Pro Tip: Bougainvillea looks beautiful trailing out of a hanging basket. - If you want to put a trellis in the container with the bougie, do so when you pot it up. Putting one in later may damage the plant's roots, which are thin and shallow.
- Water the bougainvillea often enough to keep the soil moist until it's established. Once it's established, water only when the top inch of the soil is dry. Bougainvillea blooms more if the soil's a bit on the dry side.
Pro Tip: Bougainvillea prefers infrequent deep waterings to regular shallow waterings. Dump water on the plant until it runs out the holes in the bottom of the pot. - Make sure the pot of bougainvillea is in full sun. More sun = more blooms. The plant needs at least six hours of direct sun per day to be its floweriest.
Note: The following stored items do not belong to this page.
// Copyright (c) The trx-playlist Contributors
// SPDX-License-Identifier: MIT OR Apache-2.0

use clap::Parser;
use color_eyre::Result;
use trx_playlist::{OutputWriter, TrxPlaylistApp};

fn main() -> Result<()> {
    color_eyre::install()?;
    let ansi_support = enable_ansi_support::enable_ansi_support();

    let opts = TrxPlaylistApp::parse();
    let output = opts.init_output();
    if let Err(error_code) = ansi_support {
        tracing::debug!("could not enable ANSI escape codes (error code {error_code})");
    }

    match opts.exec(output, &mut OutputWriter::default()) {
        Ok(code) => std::process::exit(code),
        Err(error) => {
            error.display_to_stderr(&output.stderr_styles());
            std::process::exit(error.process_exit_code())
        }
    }
}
- Fertilize every two weeks during blooming season. Bougainvillea in pots is a heavy feeder. Use a water soluble plant food mixed at half strength to keep the flowers coming.
Pests and Diseases
Bougainvillea is relatively disease- and pest-free, but sometimes it's vulnerable to the following:
Aphids
Leaf Miner
Bacterial and Fungal Leaf Spot
Scale Insects
Thrips
Spider Mites
Slugs and Snails
Caterpillar
Recommended Bougainvillea Varieties
'Afterglow' is a heavy bloomer with yellow-orange blossoms.
'Barbara Karst' is a popular selection and a vigorous grower with large clusters of magenta blooms all summer and fall. Climbs to 40 feet.
'California Gold' is one of the best performing yellow bougainvilleas. Climbs to 30 feet.
'Imperial Delight' has pink and white blooms in the summer and is one of the more cold-hardy varieties, hardy grown to Zone 9.
'James Walker' has red-purple blooms and blooms year-round in frost free zones.
'Moneth' or Purple Queen has deep purple blooms and can grow 15 feet tall if supported, 1-1/2 feet tall when grown as a groundcover.
'Sundown Orange' has bracts that begin deep orange, mature to salmon and fade to coral. Climbs 20 feet and can stand high heat.
'Bengal Orange' has pink-orange blooms and grows just 1.5 feet tall, or 6 to 8 feet wide if grown as a ground cover.
'Rosenka' has golden pink blooms and gets 1 to 2 feet tall and3 to 4 feet wide.
'Singapore White' or Miss Alice has white blooms and grows 2 to 3 feet tall. It's a thornless semi-dwarf that's tolerant of high heat and humidity.
'Helen Johnson' is a true dwarf bougainvillea, a hardy little shrub that stays under 3 feet and has hot pink blooms.
'Pixie', another true dwarf, grows in tufts of thick branches and is more shrub than vine. It stays under 3 feet and blooms in pink. Imported from the Philippines, it's often trained as a bonsai.